Provided records:
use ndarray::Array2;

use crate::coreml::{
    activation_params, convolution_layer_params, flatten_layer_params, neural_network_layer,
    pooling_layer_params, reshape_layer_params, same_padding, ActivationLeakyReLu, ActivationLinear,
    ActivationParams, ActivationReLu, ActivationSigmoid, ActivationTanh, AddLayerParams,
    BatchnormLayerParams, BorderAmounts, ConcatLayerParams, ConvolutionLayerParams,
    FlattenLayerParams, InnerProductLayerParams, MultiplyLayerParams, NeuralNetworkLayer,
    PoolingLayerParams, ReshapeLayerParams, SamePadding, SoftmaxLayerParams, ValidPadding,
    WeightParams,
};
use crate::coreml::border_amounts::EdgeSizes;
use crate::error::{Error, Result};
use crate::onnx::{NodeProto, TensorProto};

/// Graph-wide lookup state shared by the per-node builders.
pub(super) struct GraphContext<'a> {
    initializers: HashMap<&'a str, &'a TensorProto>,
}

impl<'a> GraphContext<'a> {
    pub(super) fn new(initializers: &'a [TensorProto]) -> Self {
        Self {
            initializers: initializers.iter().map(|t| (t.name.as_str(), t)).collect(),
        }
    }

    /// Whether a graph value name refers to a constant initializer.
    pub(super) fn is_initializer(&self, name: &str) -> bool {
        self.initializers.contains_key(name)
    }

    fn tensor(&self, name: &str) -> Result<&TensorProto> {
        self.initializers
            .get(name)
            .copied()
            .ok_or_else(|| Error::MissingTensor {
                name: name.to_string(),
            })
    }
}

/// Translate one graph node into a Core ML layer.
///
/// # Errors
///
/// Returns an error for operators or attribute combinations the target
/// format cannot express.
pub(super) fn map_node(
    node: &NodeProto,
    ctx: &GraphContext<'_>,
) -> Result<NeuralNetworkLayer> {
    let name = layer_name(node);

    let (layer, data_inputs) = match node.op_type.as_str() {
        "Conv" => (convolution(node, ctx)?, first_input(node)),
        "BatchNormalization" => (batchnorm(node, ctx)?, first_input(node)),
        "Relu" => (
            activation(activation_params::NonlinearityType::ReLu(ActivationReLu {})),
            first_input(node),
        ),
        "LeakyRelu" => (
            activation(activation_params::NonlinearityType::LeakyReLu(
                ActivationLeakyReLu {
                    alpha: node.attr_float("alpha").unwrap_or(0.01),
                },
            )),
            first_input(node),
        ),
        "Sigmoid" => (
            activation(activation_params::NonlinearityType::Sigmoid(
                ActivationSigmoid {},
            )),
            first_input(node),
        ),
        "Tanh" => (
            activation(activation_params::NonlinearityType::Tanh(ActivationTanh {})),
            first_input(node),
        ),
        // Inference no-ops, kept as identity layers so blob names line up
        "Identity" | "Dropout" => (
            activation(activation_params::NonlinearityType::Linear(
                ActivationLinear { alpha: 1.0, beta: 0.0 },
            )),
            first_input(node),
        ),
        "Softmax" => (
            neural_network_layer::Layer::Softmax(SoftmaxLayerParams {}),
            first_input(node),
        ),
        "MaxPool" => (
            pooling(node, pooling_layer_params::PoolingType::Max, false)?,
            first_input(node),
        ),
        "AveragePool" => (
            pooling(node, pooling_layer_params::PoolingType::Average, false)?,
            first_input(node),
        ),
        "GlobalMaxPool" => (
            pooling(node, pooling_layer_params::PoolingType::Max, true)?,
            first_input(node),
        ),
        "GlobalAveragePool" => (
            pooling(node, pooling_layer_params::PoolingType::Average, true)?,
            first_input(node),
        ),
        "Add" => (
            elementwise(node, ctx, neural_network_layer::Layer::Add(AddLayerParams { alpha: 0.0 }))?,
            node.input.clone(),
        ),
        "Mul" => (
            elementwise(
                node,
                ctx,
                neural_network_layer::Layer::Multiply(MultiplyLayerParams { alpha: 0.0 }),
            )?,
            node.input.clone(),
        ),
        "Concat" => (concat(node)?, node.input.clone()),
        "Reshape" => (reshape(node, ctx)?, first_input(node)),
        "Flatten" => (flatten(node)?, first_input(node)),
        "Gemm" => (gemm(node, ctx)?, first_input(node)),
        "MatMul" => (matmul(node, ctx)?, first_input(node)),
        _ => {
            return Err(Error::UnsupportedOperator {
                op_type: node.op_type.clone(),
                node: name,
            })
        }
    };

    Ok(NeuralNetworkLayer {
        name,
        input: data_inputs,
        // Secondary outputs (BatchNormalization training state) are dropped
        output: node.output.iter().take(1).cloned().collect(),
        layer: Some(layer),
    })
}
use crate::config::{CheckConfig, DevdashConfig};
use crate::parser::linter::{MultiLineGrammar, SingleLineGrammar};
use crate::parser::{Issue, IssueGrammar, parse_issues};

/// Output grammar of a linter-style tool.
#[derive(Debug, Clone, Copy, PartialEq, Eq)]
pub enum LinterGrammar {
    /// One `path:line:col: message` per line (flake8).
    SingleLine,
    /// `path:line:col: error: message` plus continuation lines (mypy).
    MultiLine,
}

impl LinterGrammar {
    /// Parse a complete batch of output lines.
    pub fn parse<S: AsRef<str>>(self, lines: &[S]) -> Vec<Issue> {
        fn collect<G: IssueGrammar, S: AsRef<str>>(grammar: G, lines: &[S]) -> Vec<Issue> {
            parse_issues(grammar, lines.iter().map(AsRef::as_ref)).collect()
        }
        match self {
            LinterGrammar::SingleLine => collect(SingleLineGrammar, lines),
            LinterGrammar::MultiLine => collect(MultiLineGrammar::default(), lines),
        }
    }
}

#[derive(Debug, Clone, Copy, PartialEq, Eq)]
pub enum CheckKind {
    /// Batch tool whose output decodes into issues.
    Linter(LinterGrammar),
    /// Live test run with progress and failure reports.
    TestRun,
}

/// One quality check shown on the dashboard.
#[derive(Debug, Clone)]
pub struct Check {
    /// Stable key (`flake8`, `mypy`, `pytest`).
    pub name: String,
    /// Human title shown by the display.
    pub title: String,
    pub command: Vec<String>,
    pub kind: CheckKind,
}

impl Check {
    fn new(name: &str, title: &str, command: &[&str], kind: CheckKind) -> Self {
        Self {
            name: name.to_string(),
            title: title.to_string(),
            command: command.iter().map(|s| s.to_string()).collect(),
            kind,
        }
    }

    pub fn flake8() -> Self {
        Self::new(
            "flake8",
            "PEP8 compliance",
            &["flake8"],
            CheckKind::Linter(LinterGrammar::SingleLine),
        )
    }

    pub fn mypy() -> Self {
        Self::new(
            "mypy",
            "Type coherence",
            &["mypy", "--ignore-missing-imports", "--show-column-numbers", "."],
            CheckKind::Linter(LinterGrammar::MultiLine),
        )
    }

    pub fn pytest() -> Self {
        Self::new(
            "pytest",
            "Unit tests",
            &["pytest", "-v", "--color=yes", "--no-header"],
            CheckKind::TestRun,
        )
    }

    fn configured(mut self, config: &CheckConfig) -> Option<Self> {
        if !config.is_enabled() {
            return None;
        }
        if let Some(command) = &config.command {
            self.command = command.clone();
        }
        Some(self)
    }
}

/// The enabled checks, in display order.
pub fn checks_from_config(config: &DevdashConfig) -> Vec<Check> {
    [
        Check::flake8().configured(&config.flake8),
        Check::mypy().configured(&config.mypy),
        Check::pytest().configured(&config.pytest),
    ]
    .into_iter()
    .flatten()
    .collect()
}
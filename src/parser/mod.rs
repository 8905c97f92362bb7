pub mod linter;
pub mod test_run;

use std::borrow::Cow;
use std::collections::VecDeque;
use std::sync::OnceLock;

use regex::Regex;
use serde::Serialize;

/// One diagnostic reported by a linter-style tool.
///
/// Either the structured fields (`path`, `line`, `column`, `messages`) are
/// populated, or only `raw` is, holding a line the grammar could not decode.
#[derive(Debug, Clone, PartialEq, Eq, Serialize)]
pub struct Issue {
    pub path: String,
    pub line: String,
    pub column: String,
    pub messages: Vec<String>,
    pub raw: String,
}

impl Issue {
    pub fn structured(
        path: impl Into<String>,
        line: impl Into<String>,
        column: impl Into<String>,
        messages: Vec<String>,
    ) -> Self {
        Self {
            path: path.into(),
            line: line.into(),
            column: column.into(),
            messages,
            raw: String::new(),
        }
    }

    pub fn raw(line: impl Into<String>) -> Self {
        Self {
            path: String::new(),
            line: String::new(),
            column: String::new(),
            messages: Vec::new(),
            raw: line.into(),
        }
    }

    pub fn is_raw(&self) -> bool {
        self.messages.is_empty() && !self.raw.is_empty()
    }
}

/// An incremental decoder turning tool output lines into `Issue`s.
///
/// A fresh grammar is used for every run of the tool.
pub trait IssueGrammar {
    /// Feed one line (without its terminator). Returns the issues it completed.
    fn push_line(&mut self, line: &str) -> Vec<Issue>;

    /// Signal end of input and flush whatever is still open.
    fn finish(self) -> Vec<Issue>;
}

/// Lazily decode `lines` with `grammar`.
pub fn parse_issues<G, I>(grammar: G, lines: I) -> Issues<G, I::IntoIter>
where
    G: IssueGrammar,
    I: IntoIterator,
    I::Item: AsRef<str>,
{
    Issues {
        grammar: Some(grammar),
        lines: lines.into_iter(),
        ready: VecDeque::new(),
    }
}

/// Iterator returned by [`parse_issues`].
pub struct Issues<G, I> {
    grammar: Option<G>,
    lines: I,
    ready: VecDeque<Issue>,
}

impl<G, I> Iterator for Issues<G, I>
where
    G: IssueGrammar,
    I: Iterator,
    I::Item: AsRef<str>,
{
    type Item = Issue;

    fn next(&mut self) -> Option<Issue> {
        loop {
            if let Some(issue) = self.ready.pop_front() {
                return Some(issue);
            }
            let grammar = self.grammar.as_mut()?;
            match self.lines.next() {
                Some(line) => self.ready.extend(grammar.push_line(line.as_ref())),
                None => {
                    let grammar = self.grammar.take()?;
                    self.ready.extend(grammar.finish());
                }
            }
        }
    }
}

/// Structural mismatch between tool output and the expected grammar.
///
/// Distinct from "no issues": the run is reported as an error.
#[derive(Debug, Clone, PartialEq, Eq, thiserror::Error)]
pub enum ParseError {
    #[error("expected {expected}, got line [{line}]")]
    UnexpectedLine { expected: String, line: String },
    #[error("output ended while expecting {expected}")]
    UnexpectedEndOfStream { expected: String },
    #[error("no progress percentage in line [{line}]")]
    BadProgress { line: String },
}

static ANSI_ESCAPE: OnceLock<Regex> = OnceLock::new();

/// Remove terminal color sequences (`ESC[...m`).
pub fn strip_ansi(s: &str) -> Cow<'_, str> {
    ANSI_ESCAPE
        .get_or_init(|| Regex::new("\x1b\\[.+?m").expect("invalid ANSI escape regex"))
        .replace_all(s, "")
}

What you will do:
In the data above, which lines include "ActivationReLu"? Return those lines.

Response to this task:
    ActivationParams, ActivationReLu, ActivationSigmoid, ActivationTanh, AddLayerParams,
            activation(activation_params::NonlinearityType::ReLu(ActivationReLu {})),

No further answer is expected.